June 18, 1927 ~ August 27, 2020
Born in: Louisville, KY
Resided in: Asheville, NC
Robert Copeland Hunter (Bob) died on August 27, 2020 at the age of 93. A member of ‘the greatest generation,” he lived a long and successful life, frequently saying, “The Lord has been very good to me.” He had been in declining health for the last several months and after contracting COVID- 19 in a care facility, passed away in a local hospital.
Bob is survived by his wife of 70 years, Virginia James Hunter (Ginny) of Asheville; three children, Robert C. Hunter, Jr. also of Asheville, Mary Hunter Kuchar (Gregg) of Austin, TX, and Anne Hunter Powell (Mike) of Athens, GA; seven grandchildren, Amy Powell, Ginny Blaylock (Ryan), Lt. Col. Hunter Powell (Brenda), Catherine Moats (Brian), Molly Roberts (Justin), Ashley Casaday (Will), and Spencer Powell; and seven great grandchildren.
Bob was born in Louisville, KY on June 18, 1927, the youngest of four sons, to Minnie Bowyer Hunter and Thomas Dunlap Hunter. After the family moved to Asheville, NC, he attended Lee Edwards High School before graduating with a degree from Bob Jones University, where he met and married the love of his life, Virginia James (who shares the same birthday).

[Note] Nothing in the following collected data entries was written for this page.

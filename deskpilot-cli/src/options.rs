use serde::ser::SerializeMap;
use serde::{Serialize, Serializer};

use crate::error::CliError;

const PREFIX: &str = "--";

/// An ordered, case-insensitive option map parsed from command-line tokens.
///
/// Keys are stored lowercased in first-seen order; a later occurrence of the
/// same key overwrites the earlier value in place (last wins, no
/// accumulation). Values keep their raw string form so they can be echoed
/// verbatim in the envelope's input echo.
#[derive(Debug, Clone, Default, PartialEq, Eq)]
pub struct OptionMap {
    entries: Vec<(String, Option<String>)>,
}

impl OptionMap {
    /// Parse a flat token list into an option map.
    ///
    /// `--key value` and `--key=value` both bind a value (the latter may be
    /// empty); a `--key` with no usable next token is a boolean presence
    /// flag. Tokens without the prefix marker are ignored here - group and
    /// action are consumed by the caller before options are parsed.
    pub fn parse(tokens: &[String]) -> OptionMap {
        let mut map = OptionMap::default();
        let mut i = 0;
        while i < tokens.len() {
            let token = &tokens[i];
            if let Some(stripped) = token.strip_prefix(PREFIX) {
                if stripped.is_empty() {
                    i += 1;
                    continue;
                }
                if let Some((key, value)) = stripped.split_once('=') {
                    if !key.is_empty() {
                        map.insert(key, Some(value.to_string()));
                    }
                } else if i + 1 < tokens.len() && !tokens[i + 1].starts_with(PREFIX) {
                    map.insert(stripped, Some(tokens[i + 1].clone()));
                    i += 1;
                } else {
                    map.insert(stripped, None);
                }
            }
            i += 1;
        }
        map
    }

    fn insert(&mut self, key: &str, value: Option<String>) {
        let key = key.to_ascii_lowercase();
        if let Some(entry) = self.entries.iter_mut().find(|(k, _)| *k == key) {
            entry.1 = value;
        } else {
            self.entries.push((key, value));
        }
    }

    fn lookup(&self, key: &str) -> Option<&Option<String>> {
        let key = key.to_ascii_lowercase();
        self.entries.iter().find(|(k, _)| *k == key).map(|(_, v)| v)
    }

    /// True when the key appeared at all, with or without a value.
    pub fn has(&self, key: &str) -> bool {
        self.lookup(key).is_some()
    }

    /// The value bound to `key`, if the key appeared with a value.
    pub fn get_string(&self, key: &str) -> Option<String> {
        self.lookup(key).and_then(|v| v.clone())
    }

    pub fn require_string(&self, key: &str) -> Result<String, CliError> {
        match self.lookup(key) {
            None => Err(CliError::BadArgs(format!(
                "missing required option --{key}"
            ))),
            Some(None) => Err(CliError::BadArgs(format!("option --{key} requires a value"))),
            Some(Some(value)) => Ok(value.clone()),
        }
    }

    pub fn get_int(&self, key: &str) -> Result<Option<i64>, CliError> {
        match self.lookup(key) {
            None => Ok(None),
            Some(None) => Err(CliError::BadArgs(format!("option --{key} requires a value"))),
            Some(Some(raw)) => raw.trim().parse::<i64>().map(Some).map_err(|_| {
                CliError::BadArgs(format!("option --{key} expects an integer, got '{raw}'"))
            }),
        }
    }

    pub fn require_int(&self, key: &str) -> Result<i64, CliError> {
        self.get_int(key)?
            .ok_or_else(|| CliError::BadArgs(format!("missing required option --{key}")))
    }

    /// Boolean accessor: absent key yields `default`; a bare presence flag is
    /// true; an explicit value is parsed from
    /// true/false/1/0/yes/no/y/n/on/off (case-insensitive).
    pub fn get_bool(&self, key: &str, default: bool) -> Result<bool, CliError> {
        match self.lookup(key) {
            None => Ok(default),
            Some(None) => Ok(true),
            Some(Some(raw)) => match raw.trim().to_ascii_lowercase().as_str() {
                "true" | "1" | "yes" | "y" | "on" => Ok(true),
                "false" | "0" | "no" | "n" | "off" => Ok(false),
                _ => Err(CliError::BadArgs(format!(
                    "option --{key} expects a boolean, got '{raw}'"
                ))),
            },
        }
    }

    pub fn is_empty(&self) -> bool {
        self.entries.is_empty()
    }

    pub fn iter(&self) -> impl Iterator<Item = (&str, Option<&str>)> {
        self.entries
            .iter()
            .map(|(k, v)| (k.as_str(), v.as_deref()))
    }
}

impl Serialize for OptionMap {
    fn serialize<S: Serializer>(&self, serializer: S) -> Result<S::Ok, S::Error> {
        let mut map = serializer.serialize_map(Some(self.entries.len()))?;
        for (key, value) in &self.entries {
            map.serialize_entry(key, value)?;
        }
        map.end()
    }
}

#[cfg(test)]
mod tests {
    use super::*;

    fn toks(args: &[&str]) -> Vec<String> {
        args.iter().map(|s| s.to_string()).collect()
    }

    #[test]
    fn parses_space_and_equals_forms() {
        let map = OptionMap::parse(&toks(&["--path", "/tmp/x", "--lines=3"]));
        assert_eq!(map.get_string("path").as_deref(), Some("/tmp/x"));
        assert_eq!(map.get_string("lines").as_deref(), Some("3"));
    }

    #[test]
    fn equals_form_allows_empty_value() {
        let map = OptionMap::parse(&toks(&["--content="]));
        assert_eq!(map.get_string("content").as_deref(), Some(""));
    }

    #[test]
    fn bare_flag_has_no_value() {
        let map = OptionMap::parse(&toks(&["--pretty", "--path", "x"]));
        assert!(map.has("pretty"));
        assert_eq!(map.get_string("pretty"), None);
        assert!(map.get_bool("pretty", false).unwrap());
    }

    #[test]
    fn flag_before_another_option_is_not_given_a_value() {
        let map = OptionMap::parse(&toks(&["--dangerous", "--percent", "30"]));
        assert!(map.get_bool("dangerous", false).unwrap());
        assert_eq!(map.get_string("percent").as_deref(), Some("30"));
    }

    #[test]
    fn negative_numbers_are_consumed_as_values() {
        let map = OptionMap::parse(&toks(&["--dy", "-5"]));
        assert_eq!(map.get_int("dy").unwrap(), Some(-5));
    }

    #[test]
    fn keys_are_case_insensitive_and_last_wins() {
        let map = OptionMap::parse(&toks(&["--Path", "a", "--PATH", "b"]));
        assert_eq!(map.get_string("path").as_deref(), Some("b"));
        assert_eq!(map.iter().count(), 1);
    }

    #[test]
    fn non_prefixed_tokens_are_ignored() {
        let map = OptionMap::parse(&toks(&["stray", "--path", "x", "leftover"]));
        assert_eq!(map.get_string("path").as_deref(), Some("x"));
        assert_eq!(map.iter().count(), 1);
    }

    #[test]
    fn parsing_is_idempotent() {
        let tokens = toks(&["--a", "1", "--b=2", "--C"]);
        let first = OptionMap::parse(&tokens);
        let second = OptionMap::parse(&tokens);
        assert_eq!(first, second);
    }

    #[test]
    fn bool_parsing_accepts_the_documented_spellings() {
        for (raw, expected) in [
            ("true", true),
            ("FALSE", false),
            ("1", true),
            ("0", false),
            ("yes", true),
            ("no", false),
            ("y", true),
            ("n", false),
            ("on", true),
            ("off", false),
        ] {
            let map = OptionMap::parse(&toks(&[&format!("--flag={raw}")]));
            assert_eq!(map.get_bool("flag", false).unwrap(), expected, "{raw}");
        }
    }

    #[test]
    fn bool_parsing_rejects_garbage() {
        let map = OptionMap::parse(&toks(&["--flag", "maybe"]));
        assert!(map.get_bool("flag", false).is_err());
    }

    #[test]
    fn int_parse_failure_is_an_error_not_a_panic() {
        let map = OptionMap::parse(&toks(&["--x", "abc"]));
        assert!(map.get_int("x").is_err());
        assert!(map.require_int("x").is_err());
    }

    #[test]
    fn valueless_key_is_an_error_for_string_and_int_accessors() {
        let map = OptionMap::parse(&toks(&["--path"]));
        assert!(map.require_string("path").is_err());
        assert!(map.get_int("path").is_err());
    }

    #[test]
    fn missing_required_option_is_reported_by_name() {
        let map = OptionMap::parse(&[]);
        let err = map.require_string("path").unwrap_err();
        assert!(err.to_string().contains("--path"));
    }

    #[test]
    fn serializes_in_insertion_order() {
        let map = OptionMap::parse(&toks(&["--b", "2", "--a", "1"]));
        let json = serde_json::to_string(&map).unwrap();
        assert_eq!(json, r#"{"b":"2","a":"1"}"#);
    }
}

Following his father into the automobile business, Bob became a highly respected and successful Asheville businessman as the owner of Parkland Corporation. He also held ownership interests in Hunter & Hunter Partners, LLC and South Asheville Hotel Associates, LLC. Along the way, he served his community as President of the Chamber of Commerce and as a board member of the Salvation Army, the WNC Rescue Mission, and multiple bank and hospital boards. He was a Founding Member of Arden Presbyterian Church and served on the boards of Montreat College, Mars Hill University, and Toccoa Falls College.

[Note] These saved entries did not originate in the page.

use thiserror::Error;

#[derive(Error, Debug)]
pub enum AutomationError {
    #[error("Element not found: {0}")]
    ElementNotFound(String),

    #[error("Window not found: {0}")]
    WindowNotFound(String),

    #[error("Operation timed out: {0}")]
    Timeout(String),

    #[error("Platform-specific error: {0}")]
    PlatformError(String),

    #[error("Unsupported operation: {0}")]
    UnsupportedOperation(String),

    #[error("Unsupported platform: {0}")]
    UnsupportedPlatform(String),

    #[error("Invalid argument: {0}")]
    InvalidArgument(String),

    #[error("Invalid selector: {0}")]
    InvalidSelector(String),

    #[error("I/O error: {0}")]
    Io(#[from] std::io::Error),

    #[error("Internal error: {0}")]
    Internal(String),
}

Bob had a caring personality, was easy to carry on a conversation, and made friends everywhere he went. He loved golf and developed many close friendships through his passion both in Asheville as a member of Biltmore Forest Country Club and his winter home in Florida. Bob had a generous heart, always picking up the check at dinner, providing rental cars or buying cars for people in need, even volunteering to mentor young people needing better life financial skills. He also contributed generously to multiple worthy charities.

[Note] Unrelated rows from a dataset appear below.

#[async_trait]
impl ToolSuite for DesktopTools {
    async fn mouse_move(&self, x: i32, y: i32) -> Result<String> {
        self.desktop.mouse_move(x, y)?;
        Ok(json!({"success": true, "action": "mouseMove", "x": x, "y": y}).to_string())
    }

    async fn mouse_click(&self, x: i32, y: i32, button: MouseButton) -> Result<String> {
        self.desktop.mouse_click(x, y, button)?;
        Ok(json!({
            "success": true,
            "action": "click",
            "x": x,
            "y": y,
            "button": format!("{button:?}").to_lowercase(),
        })
        .to_string())
    }

    async fn mouse_double_click(&self, x: i32, y: i32) -> Result<String> {
        self.desktop.mouse_double_click(x, y)?;
        Ok(json!({"success": true, "action": "doubleClick", "x": x, "y": y}).to_string())
    }

    async fn mouse_scroll(&self, dx: i32, dy: i32) -> Result<String> {
        self.desktop.mouse_scroll(dx, dy)?;
        Ok(json!({"success": true, "action": "scroll", "dx": dx, "dy": dy}).to_string())
    }

    async fn type_text(&self, text: &str) -> Result<String> {
        self.desktop.type_text(text)?;
        Ok(json!({"success": true, "action": "typeText", "length": text.chars().count()})
            .to_string())
    }

    async fn send_keys(&self, keys: &[String]) -> Result<String> {
        self.desktop.send_keys(keys)?;
        Ok(json!({"success": true, "action": "sendKeys", "keys": keys}).to_string())
    }

    async fn clipboard_get(&self) -> Result<String> {
        // Raw clipboard text; the normalizer treats prose as success.
        Ok(self.desktop.clipboard_text()?)
    }

    async fn clipboard_set(&self, text: &str) -> Result<String> {
        self.desktop.set_clipboard_text(text)?;
        Ok(json!({"success": true, "action": "clipboardSet", "length": text.chars().count()})
            .to_string())
    }

    async fn exec(&self, command: &str, timeout_ms: Option<u64>) -> Result<String> {
        let output = self.desktop.run_command(command, timeout_ms).await?;
        Ok(json!({
            "success": output.exit_status == Some(0),
            "exitCode": output.exit_status,
            "stdout": output.stdout,
            "stderr": output.stderr,
        })
        .to_string())
    }

    async fn screenshot(&self, path: &Path) -> Result<String> {
        let shot = self.desktop.capture_screen().await?;
        shot.save_png(path)?;
        Ok(json!({
            "success": true,
            "path": path.display().to_string(),
            "width": shot.width,
            "height": shot.height,
        })
        .to_string())
    }

    async fn apps(&self) -> Result<String> {
        let windows = self.desktop.windows()?;
        Ok(json!({"success": true, "windows": windows}).to_string())
    }

    async fn focused_window(&self) -> Result<String> {
        let window = self.desktop.focused_window()?;
        Ok(json!({"success": true, "window": window}).to_string())
    }

    async fn window_activate(&self, title: &str) -> Result<String> {
        self.desktop.activate_window(title)?;
        Ok(json!({"success": true, "action": "windowActivate", "title": title}).to_string())
    }

    async fn window_close(&self, title: &str) -> Result<String> {
        self.desktop.close_window(title)?;
        Ok(json!({"success": true, "action": "windowClose", "title": title}).to_string())
    }

    async fn window_minimize(&self, title: &str) -> Result<String> {
        self.desktop.minimize_window(title)?;
        Ok(json!({"success": true, "action": "windowMinimize", "title": title}).to_string())
    }

    async fn window_maximize(&self, title: &str) -> Result<String> {
        self.desktop.maximize_window(title)?;
        Ok(json!({"success": true, "action": "windowMaximize", "title": title}).to_string())
    }

    async fn ui_tree(&self, title: Option<&str>, depth: usize) -> Result<String> {
        let tree = self.desktop.window_tree(title, depth)?;
        Ok(json!({"success": true, "tree": tree}).to_string())
    }

    async fn ui_find(&self, selector: &Selector) -> Result<String> {
        let element = self.desktop.find_element(selector)?;
        Ok(json!({
            "success": true,
            "selector": selector.to_string(),
            "element": element,
        })
        .to_string())
    }

    async fn ui_text(&self, selector: &Selector) -> Result<String> {
        // Raw element text; prose rides the normalizer heuristic.
        Ok(self.desktop.element_text(selector)?)
    }

    async fn ui_invoke(&self, selector: &Selector) -> Result<String> {
        let element = self.desktop.invoke(selector)?;
        Ok(json!({
            "success": true,
            "action": "invoke",
            "selector": selector.to_string(),
            "element": element,
        })
        .to_string())
    }

    async fn ui_set_value(&self, selector: &Selector, value: &str) -> Result<String> {
        let element = self.desktop.set_value(selector, value)?;
        Ok(json!({
            "success": true,
            "action": "setValue",
            "selector": selector.to_string(),
            "element": element,
        })
        .to_string())
    }

    async fn ui_focus(&self, selector: &Selector) -> Result<String> {
        let element = self.desktop.focus(selector)?;
        Ok(json!({
            "success": true,
            "action": "focus",
            "selector": selector.to_string(),
            "element": element,
        })
        .to_string())
    }

    async fn fs_read(&self, path: &Path) -> Result<String> {
        let content = tokio::fs::read_to_string(path)
            .await
            .with_context(|| format!("failed to read {}", path.display()))?;
        Ok(json!({
            "success": true,
            "path": path.display().to_string(),
            "content": content,
            "bytes": content.len(),
        })
        .to_string())
    }

    async fn fs_write(&self, path: &Path, content: &str, append: bool) -> Result<String> {
        if append {
            use tokio::io::AsyncWriteExt;
            let mut file = tokio::fs::OpenOptions::new()
                .create(true)
                .append(true)
                .open(path)
                .await
                .with_context(|| format!("failed to open {} for append", path.display()))?;
            file.write_all(content.as_bytes()).await?;
        } else {
            tokio::fs::write(path, content)
                .await
                .with_context(|| format!("failed to write {}", path.display()))?;
        }
        let action = if append { "append" } else { "write" };
        Ok(json!({
            "success": true,
            "action": action,
            "path": path.display().to_string(),
            "bytes": content.len(),
        })
        .to_string())
    }

    async fn fs_create(&self, path: &Path) -> Result<String> {
        tokio::fs::OpenOptions::new()
            .write(true)
            .create_new(true)
            .open(path)
            .await
            .with_context(|| format!("failed to create {}", path.display()))?;
        Ok(json!({"success": true, "action": "create", "path": path.display().to_string()})
            .to_string())
    }

    async fn fs_delete(&self, path: &Path, recursive: bool) -> Result<String> {
        let metadata = tokio::fs::metadata(path)
            .await
            .with_context(|| format!("failed to stat {}", path.display()))?;
        if metadata.is_dir() {
            if !recursive {
                return Err(anyhow!(
                    "{} is a directory; pass --recursive to delete it",
                    path.display()
                ));
            }
            tokio::fs::remove_dir_all(path).await?;
        } else {
            tokio::fs::remove_file(path).await?;
        }
        Ok(json!({"success": true, "action": "delete", "path": path.display().to_string()})
            .to_string())
    }

    async fn fs_copy(&self, from: &Path, to: &Path) -> Result<String> {
        let bytes = tokio::fs::copy(from, to)
            .await
            .with_context(|| format!("failed to copy {} to {}", from.display(), to.display()))?;
        Ok(json!({
            "success": true,
            "action": "copy",
            "from": from.display().to_string(),
            "to": to.display().to_string(),
            "bytes": bytes,
        })
        .to_string())
    }

    async fn fs_move(&self, from: &Path, to: &Path) -> Result<String> {
        tokio::fs::rename(from, to)
            .await
            .with_context(|| format!("failed to move {} to {}", from.display(), to.display()))?;
        Ok(json!({
            "success": true,
            "action": "move",
            "from": from.display().to_string(),
            "to": to.display().to_string(),
        })
        .to_string())
    }

    async fn fs_mkdir(&self, path: &Path) -> Result<String> {
        tokio::fs::create_dir_all(path)
            .await
            .with_context(|| format!("failed to create directory {}", path.display()))?;
        Ok(json!({"success": true, "action": "mkdir", "path": path.display().to_string()})
            .to_string())
    }

    async fn fs_rmdir(&self, path: &Path) -> Result<String> {
        tokio::fs::remove_dir(path)
            .await
            .with_context(|| format!("failed to remove directory {}", path.display()))?;
        Ok(json!({"success": true, "action": "rmdir", "path": path.display().to_string()})
            .to_string())
    }

    async fn fs_list(&self, path: &Path) -> Result<String> {
        let mut read_dir = tokio::fs::read_dir(path)
            .await
            .with_context(|| format!("failed to list {}", path.display()))?;
        let mut entries = Vec::new();
        while let Some(entry) = read_dir.next_entry().await? {
            let file_type = entry.file_type().await?;
            let metadata = entry.metadata().await?;
            let kind = if file_type.is_symlink() {
                "symlink"
            } else if file_type.is_dir() {
                "dir"
            } else {
                "file"
            };
            entries.push(json!({
                "name": entry.file_name().to_string_lossy(),
                "kind": kind,
                "size": metadata.len(),
            }));
        }
        entries.sort_by(|a, b| a["name"].as_str().cmp(&b["name"].as_str()));
        Ok(json!({
            "success": true,
            "path": path.display().to_string(),
            "count": entries.len(),
            "entries": entries,
        })
        .to_string())
    }

    async fn fs_exists(&self, path: &Path) -> Result<String> {
        let exists = tokio::fs::try_exists(path).await.unwrap_or(false);
        Ok(json!({
            "success": true,
            "path": path.display().to_string(),
            "exists": exists,
        })
        .to_string())
    }

    async fn fs_info(&self, path: &Path) -> Result<String> {
        let metadata = tokio::fs::metadata(path)
            .await
            .with_context(|| format!("failed to stat {}", path.display()))?;
        let modified = metadata
            .modified()
            .ok()
            .map(|t| chrono::DateTime::<chrono::Utc>::from(t).to_rfc3339());
        Ok(json!({
            "success": true,
            "path": path.display().to_string(),
            "isDir": metadata.is_dir(),
            "size": metadata.len(),
            "readonly": metadata.permissions().readonly(),
            "modified": modified,
        })
        .to_string())
    }

    async fn ocr_image(&self, path: &Path) -> Result<String> {
        // Recognized text as-is; prose rides the normalizer heuristic.
        Ok(self.desktop.ocr_image(path).await?)
    }

    async fn ocr_screen(&self) -> Result<String> {
        Ok(self.desktop.ocr_screen().await?)
    }

    async fn volume_get(&self) -> Result<String> {
        let percent = self.desktop.volume().await?;
        Ok(json!({"success": true, "percent": percent}).to_string())
    }

    async fn volume_set(&self, percent: u32) -> Result<String> {
        self.desktop.set_volume(percent).await?;
        Ok(json!({"success": true, "action": "setVolume", "percent": percent}).to_string())
    }

    async fn volume_mute(&self, mute: bool) -> Result<String> {
        self.desktop.set_mute(mute).await?;
        let action = if mute { "mute" } else { "unmute" };
        Ok(json!({"success": true, "action": action}).to_string())
    }

    async fn volume_step(&self, delta: i32) -> Result<String> {
        self.desktop.step_volume(delta).await?;
        Ok(json!({"success": true, "action": "stepVolume", "delta": delta}).to_string())
    }

    async fn brightness_get(&self) -> Result<String> {
        let percent = self.desktop.brightness().await?;
        Ok(json!({"success": true, "percent": percent}).to_string())
    }

    async fn brightness_set(&self, percent: u32) -> Result<String> {
        self.desktop.set_brightness(percent).await?;
        Ok(json!({"success": true, "action": "setBrightness", "percent": percent}).to_string())
    }

    async fn brightness_step(&self, delta: i32) -> Result<String> {
        self.desktop.step_brightness(delta).await?;
        Ok(json!({"success": true, "action": "stepBrightness", "delta": delta}).to_string())
    }

    async fn resolution_get(&self) -> Result<String> {
        let (width, height) = self.desktop.resolution()?;
        Ok(json!({"success": true, "width": width, "height": height}).to_string())
    }

    async fn resolution_set(&self, width: u32, height: u32) -> Result<String> {
        self.desktop.set_resolution(width, height).await?;
        Ok(json!({
            "success": true,
            "action": "setResolution",
            "width": width,
            "height": height,
        })
        .to_string())
    }

    async fn contract_validate(&self, path: &Path) -> Result<String> {
        let text = tokio::fs::read_to_string(path)
            .await
            .with_context(|| format!("failed to read {}", path.display()))?;
        let (errors, warnings) = match serde_json::from_str::<serde_json::Value>(&text) {
            Ok(document) => validate_contract(&document),
            Err(e) => (vec![format!("not valid JSON: {e}")], Vec::new()),
        };
        Ok(json!({
            "success": errors.is_empty(),
            "path": path.display().to_string(),
            "errors": errors,
            "warnings": warnings,
        })
        .to_string())
    }

    async fn diag_tail_log(&self, path: &Path, lines: usize) -> Result<String> {
        let text = tokio::fs::read_to_string(path)
            .await
            .with_context(|| format!("failed to read {}", path.display()))?;
        let all: Vec<&str> = text.lines().collect();
        let start = all.len().saturating_sub(lines);
        let tail = &all[start..];
        Ok(json!({
            "success": true,
            "path": path.display().to_string(),
            "lineCount": tail.len(),
            "lines": tail,
        })
        .to_string())
    }

    async fn diag_state(&self) -> Result<String> {
        let monitors = self.desktop.monitors().unwrap_or_default();
        let windows = self.desktop.windows().unwrap_or_default();
        let processes = self.desktop.processes();
        Ok(json!({
            "success": true,
            "monitors": monitors,
            "windows": windows,
            "processCount": processes.len(),
        })
        .to_string())
    }
}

Above all, Bob was a man of deep faith and devotion to family and friends. After his beloved wife Ginny was institutionalized for Alzheimer’s Disease, he visited her every day and personally watched over her care until poor health and COVID-19 kept him away. Bob loved his children, his grandchildren, and his great grandchildren, and they loved him. He was so proud to be a part of their lives and supported them in every way possible. Bob was a wonderful husband, father, grandfather, and great grandfather who inspired everyone around him with his ethical values—humility, hard work, compassion—his wisdom, and his faith. He fiercely lived independently with the help of his devoted caregivers until just a few weeks before his death. Even on very warm days, he would insist on having a fire going in his den as he would read the newspaper or sleep in his favorite chair. His family visited often and on extra special occasions, would be treated with a fascinating story from his life—like the one from his boyhood when, during World War II, German POW’s were used as laborers on his father’s farm or the time he, as a young auto dealer, tried to teach Carl Sandburg to drive a car. Bob will be deeply missed by his family and friends.
Services will be private.
In lieu of flowers, the family requests that donations be made to: COVID-19 Relief, American Red Cross, or the charity of your choice.